Just a little over a week after deciding that non-physicians such as nurse practitioners and physician assistants should be able to provide first-trimester abortions, a federal judge on Tuesday vacated his order, saying he instead wants to hear more evidence during an upcoming trial.
The case, filed by several abortion clinics against numerous state officials responsible for enforcing regulations around abortions, is due to go to trial on Monday. But Judge Henry E. Hudson of the U.S. District Court for the Eastern District of Virginia had already issued a judgment last week in which he agreed with the plaintiffs that non-physician clinicians should be allowed to perform first-trimester abortions.
With his decision to vacate that judgment, though, the legitimacy of Virginia’s physician-only law will now be decided at trial, alongside other regulations like the state’s rules on abortion patients receiving ultrasounds and requiring second-trimester abortions to be performed in hospitals.
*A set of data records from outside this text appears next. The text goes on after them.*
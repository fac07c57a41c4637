//! Frame Codec: one-hop datagram framing with kind flag and CRC-16

use serde::{Deserialize, Serialize};
use thiserror::Error;

/// Frame codec errors
#[derive(Debug, Error, Clone, PartialEq, Eq)]
pub enum FrameError {
    #[error("Frame too short: need {need} bytes, got {got}")]
    TooShort { need: usize, got: usize },

    #[error("Checksum mismatch: frame carries {received:#06x}, computed {computed:#06x}")]
    ChecksumMismatch { received: u16, computed: u16 },

    #[error("Unknown frame kind: {0:#04x}")]
    UnknownKind(u8),

    #[error("Payload too large: {len} bytes (max {max})")]
    PayloadTooLarge { len: usize, max: usize },

    #[error("Malformed {kind} payload of {len} bytes")]
    MalformedPayload { kind: FrameKind, len: usize },
}

/// Frame kind discriminator
#[derive(Debug, Clone, Copy, PartialEq, Eq, Hash, Serialize, Deserialize)]
#[repr(u8)]
pub enum FrameKind {
    /// A single routing entry advertisement (0x00)
    Advertisement = 0x00,
    /// An application message addressed to some node (0x01)
    UserData = 0x01,
}

impl FrameKind {
    pub fn from_u8(value: u8) -> Result<Self, FrameError> {
        match value {
            0x00 => Ok(FrameKind::Advertisement),
            0x01 => Ok(FrameKind::UserData),
            other => Err(FrameError::UnknownKind(other)),
        }
    }

    pub fn as_u8(&self) -> u8 {
        *self as u8
    }
}

impl std::fmt::Display for FrameKind {
    fn fmt(&self, f: &mut std::fmt::Formatter<'_>) -> std::fmt::Result {
        match self {
            FrameKind::Advertisement => write!(f, "advertisement"),
            FrameKind::UserData => write!(f, "user-data"),
        }
    }
}

/// Decoded frame
#[derive(Debug, Clone, PartialEq, Eq)]
pub struct Frame {
    pub kind: FrameKind,
    pub payload: Vec<u8>,
}

/// Kind discriminator size
pub const HEADER_LEN: usize = 1;

/// Trailing checksum size
pub const CHECKSUM_LEN: usize = 2;

/// Header + checksum
pub const FRAME_OVERHEAD: usize = HEADER_LEN + CHECKSUM_LEN;

/// Largest payload that fits a datagram of `max_datagram` bytes
pub fn max_payload_len(max_datagram: usize) -> usize {
    max_datagram.saturating_sub(FRAME_OVERHEAD)
}

/// Encode a frame into a fresh buffer
pub fn encode(kind: FrameKind, payload: &[u8], max_datagram: usize) -> Result<Vec<u8>, FrameError> {
    let mut buf = Vec::with_capacity(FRAME_OVERHEAD + payload.len());
    encode_into(&mut buf, kind, payload, max_datagram)?;
    Ok(buf)
}

/// Encode a frame into `buf`, replacing its contents
///
/// Format: [1 kind][N payload][2 LE CRC-16]
/// The checksum covers the whole frame with the checksum field zeroed.
pub fn encode_into(
    buf: &mut Vec<u8>,
    kind: FrameKind,
    payload: &[u8],
    max_datagram: usize,
) -> Result<(), FrameError> {
    let max = max_payload_len(max_datagram);
    if payload.len() > max {
        return Err(FrameError::PayloadTooLarge {
            len: payload.len(),
            max,
        });
    }

    buf.clear();
    buf.push(kind.as_u8());
    buf.extend_from_slice(payload);
    buf.extend_from_slice(&[0, 0]);

    let crc = crc16_ccitt(buf);
    let crc_offset = buf.len() - CHECKSUM_LEN;
    buf[crc_offset..].copy_from_slice(&crc.to_le_bytes());

    Ok(())
}

/// Decode and verify a received frame
///
/// Returns error if:
/// - Frame shorter than header + checksum
/// - Checksum mismatch
/// - Unknown kind byte
pub fn decode(data: &[u8]) -> Result<Frame, FrameError> {
    if data.len() < FRAME_OVERHEAD {
        return Err(FrameError::TooShort {
            need: FRAME_OVERHEAD,
            got: data.len(),
        });
    }

    let crc_offset = data.len() - CHECKSUM_LEN;
    let received = u16::from_le_bytes([data[crc_offset], data[crc_offset + 1]]);

    let computed = crc16_ccitt_update(crc16_ccitt(&data[..crc_offset]), &[0, 0]);
    if computed != received {
        return Err(FrameError::ChecksumMismatch { received, computed });
    }

    let kind = FrameKind::from_u8(data[0])?;

    Ok(Frame {
        kind,
        payload: data[HEADER_LEN..crc_offset].to_vec(),
    })
}

/// CRC-16-CCITT (poly 0x1021, init 0xFFFF)
pub fn crc16_ccitt(data: &[u8]) -> u16 {
    crc16_ccitt_update(0xFFFF, data)
}

fn crc16_ccitt_update(mut crc: u16, data: &[u8]) -> u16 {
    for byte in data {
        crc ^= (*byte as u16) << 8;
        for _ in 0..8 {
            if (crc & 0x8000) != 0 {
                crc = (crc << 1) ^ 0x1021;
            } else {
                crc <<= 1;
            }
        }
    }
    crc
}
Plaintiffs argue that several Virginia regulations present an “undue burden” on women seeking abortion care, and should be overturned. Though at first agreeing with them when it comes to first-trimester abortions, Hudson wrote on Tuesday that whether or not the physician-only law truly “presents an undue burden to Virginia women who seek an abortion is a material fact that is genuinely in dispute.
“The court is of the opinion that summary judgment was improvidently awarded,” he added.
“There is overwhelming evidence that medical professionals other than physicians can safely and effectively provide abortion care,” Jenny Ma, an attorney with the Center for Reproductive Rights, which is representing the defendants, said in an emailed statement. “We will be presenting this evidence at trial next week.”
Kevin Walsh, a University of Richmond School of Law professor, said it is unusual for a judge to vacate his decision “but I wouldn’t read too much into it.
“All he’s saying is: I want a fully developed factual record before I make a final determination,” Walsh said. “It’s notable in one sense that he granted summary judgment and then vacated it, but, in a case like this where you’re going to trial anyhow, it kind of makes sense that he wouldn’t want the facts as presented at trial to be limited.”